*** Opening of Task data ***

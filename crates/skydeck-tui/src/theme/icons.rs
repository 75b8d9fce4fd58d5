//! Icon set for the TUI.
//!
//! Provides `IconSet` which resolves icons at runtime based on `IconMode`.
//! - `IconMode::Unicode` - safe characters that work in all terminals
//! - `IconMode::NerdFonts` - rich Nerd Font glyphs (requires Nerd Font installed)

use skydeck_app::config::IconMode;
use skydeck_core::{Condition, Page, Theme, WidgetKind};

#[derive(Debug, Clone, Copy)]
pub struct IconSet {
    mode: IconMode,
}

impl IconSet {
    pub fn new(mode: IconMode) -> Self {
        Self { mode }
    }

    // --- Navigation ---

    pub fn dashboard(&self) -> &'static str {
        match self.mode {
            IconMode::NerdFonts => "\u{f0e4}", // nf-fa-dashboard
            IconMode::Unicode => "\u{25a6}",   // ▦
        }
    }

    pub fn finance(&self) -> &'static str {
        match self.mode {
            IconMode::NerdFonts => "\u{f201}", // nf-fa-line_chart
            IconMode::Unicode => "$",
        }
    }

    pub fn weather(&self) -> &'static str {
        match self.mode {
            IconMode::NerdFonts => "\u{f0c2}", // nf-fa-cloud
            IconMode::Unicode => "\u{2601}",   // ☁
        }
    }

    pub fn news(&self) -> &'static str {
        match self.mode {
            IconMode::NerdFonts => "\u{f1ea}", // nf-fa-newspaper_o
            IconMode::Unicode => "\u{2261}",   // ≡
        }
    }

    pub fn activity(&self) -> &'static str {
        match self.mode {
            IconMode::NerdFonts => "\u{f0f1}", // nf-fa-heartbeat
            IconMode::Unicode => "~",
        }
    }

    pub fn page(&self, page: Page) -> &'static str {
        match page {
            Page::Dashboard => self.dashboard(),
            Page::Finance => self.finance(),
            Page::Weather => self.weather(),
            Page::News => self.news(),
        }
    }

    pub fn widget(&self, kind: WidgetKind) -> &'static str {
        match kind {
            WidgetKind::Weather => self.weather(),
            WidgetKind::Finance => self.finance(),
            WidgetKind::News => self.news(),
            WidgetKind::Activity => self.activity(),
        }
    }

    pub fn collapse(&self) -> &'static str {
        match self.mode {
            IconMode::NerdFonts => "\u{f053}", // nf-fa-chevron_left
            IconMode::Unicode => "\u{00ab}",   // «
        }
    }

    pub fn expand(&self) -> &'static str {
        match self.mode {
            IconMode::NerdFonts => "\u{f054}", // nf-fa-chevron_right
            IconMode::Unicode => "\u{00bb}",   // »
        }
    }

    // --- Theme ---

    pub fn theme(&self, theme: Theme) -> &'static str {
        match (self.mode, theme) {
            (IconMode::NerdFonts, Theme::Light) => "\u{f185}", // nf-fa-sun_o
            (IconMode::NerdFonts, Theme::Dark) => "\u{f186}",  // nf-fa-moon_o
            (IconMode::Unicode, Theme::Light) => "\u{2600}",   // ☀
            (IconMode::Unicode, Theme::Dark) => "\u{263e}",    // ☾
        }
    }

    // --- Weather ---

    pub fn condition(&self, condition: Condition) -> &'static str {
        match (self.mode, condition) {
            (IconMode::NerdFonts, Condition::Sunny) => "\u{f185}", // nf-fa-sun_o
            (IconMode::NerdFonts, Condition::Cloudy) => "\u{f0c2}", // nf-fa-cloud
            (IconMode::NerdFonts, Condition::Rainy) => "\u{f0e9}", // nf-fa-umbrella
            (IconMode::Unicode, Condition::Sunny) => "\u{2600}",   // ☀
            (IconMode::Unicode, Condition::Cloudy) => "\u{2601}",  // ☁
            (IconMode::Unicode, Condition::Rainy) => "\u{2602}",   // ☂
        }
    }

    pub fn wind(&self) -> &'static str {
        match self.mode {
            IconMode::NerdFonts => "\u{e34b}", // nf-weather-strong_wind
            IconMode::Unicode => "\u{2248}",   // ≈
        }
    }

    pub fn humidity(&self) -> &'static str {
        match self.mode {
            IconMode::NerdFonts => "\u{e373}", // nf-weather-humidity
            IconMode::Unicode => "%",
        }
    }

    // --- Status ---

    pub fn trend(&self, up: bool) -> &'static str {
        match (self.mode, up) {
            (IconMode::NerdFonts, true) => "\u{f062}", // nf-fa-arrow_up
            (IconMode::NerdFonts, false) => "\u{f063}", // nf-fa-arrow_down
            (IconMode::Unicode, true) => "\u{25b2}",   // ▲
            (IconMode::Unicode, false) => "\u{25bc}",  // ▼
        }
    }

    pub fn users(&self) -> &'static str {
        match self.mode {
            IconMode::NerdFonts => "\u{f0c0}", // nf-fa-users
            IconMode::Unicode => "\u{25c9}",   // ◉
        }
    }

    pub fn alert(&self) -> &'static str {
        match self.mode {
            IconMode::NerdFonts => "\u{f071}", // nf-fa-warning
            IconMode::Unicode => "\u{26a0}",   // ⚠
        }
    }
}
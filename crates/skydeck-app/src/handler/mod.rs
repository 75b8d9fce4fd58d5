//! Handler module - TEA update function and event handlers
//!
//! Organized into submodules:
//! - `update`: Main update() function and message dispatch
//! - `keys`: Key bindings

pub(crate) mod keys;
pub(crate) mod update;


use crate::message::Message;
use crate::widget::MountId;

// Re-export main entry point
pub use update::update;

// Re-export functions used by internal tests
#[cfg(test)]
pub(crate) use keys::handle_key;

/// Actions that the event loop should perform after update
#[derive(Debug, Clone, PartialEq, Eq)]
pub enum UpdateAction {
    /// Issue one provider request per mount. Each completion comes back as
    /// `Message::WidgetLoaded` tagged with its mount.
    FetchWidgets { mounts: Vec<MountId> },

    /// Drop interest in the given mounts' in-flight requests
    CancelFetches { mounts: Vec<MountId> },
}

/// Result of processing a message
#[derive(Debug, Default)]
pub struct UpdateResult {
    /// Optional follow-up message to process
    pub message: Option<Message>,
    /// Optional action for the event loop to perform
    pub action: Option<UpdateAction>,
}

impl UpdateResult {
    pub fn none() -> Self {
        Self::default()
    }

    pub fn message(msg: Message) -> Self {
        Self {
            message: Some(msg),
            action: None,
        }
    }

    pub fn action(action: UpdateAction) -> Self {
        Self {
            message: None,
            action: Some(action),
        }
    }

    /// Run `action`, then process `msg`
    pub fn action_then(action: UpdateAction, msg: Message) -> Self {
        Self {
            message: Some(msg),
            action: Some(action),
        }
    }
}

*** Close of Task data ***

### What to work on:
Please copy only these lines, exactly: the first line of the records through the line containing "in all terminals", ends included.

### Worked solution:
filename crates/skydeck-tui/src/theme/icons.rs
repository 75b8d9fce4fd58d5
//! Icon set for the TUI.
//!
//! Provides `IconSet` which resolves icons at runtime based on `IconMode`.
//! - `IconMode::Unicode` - safe characters that work in all terminals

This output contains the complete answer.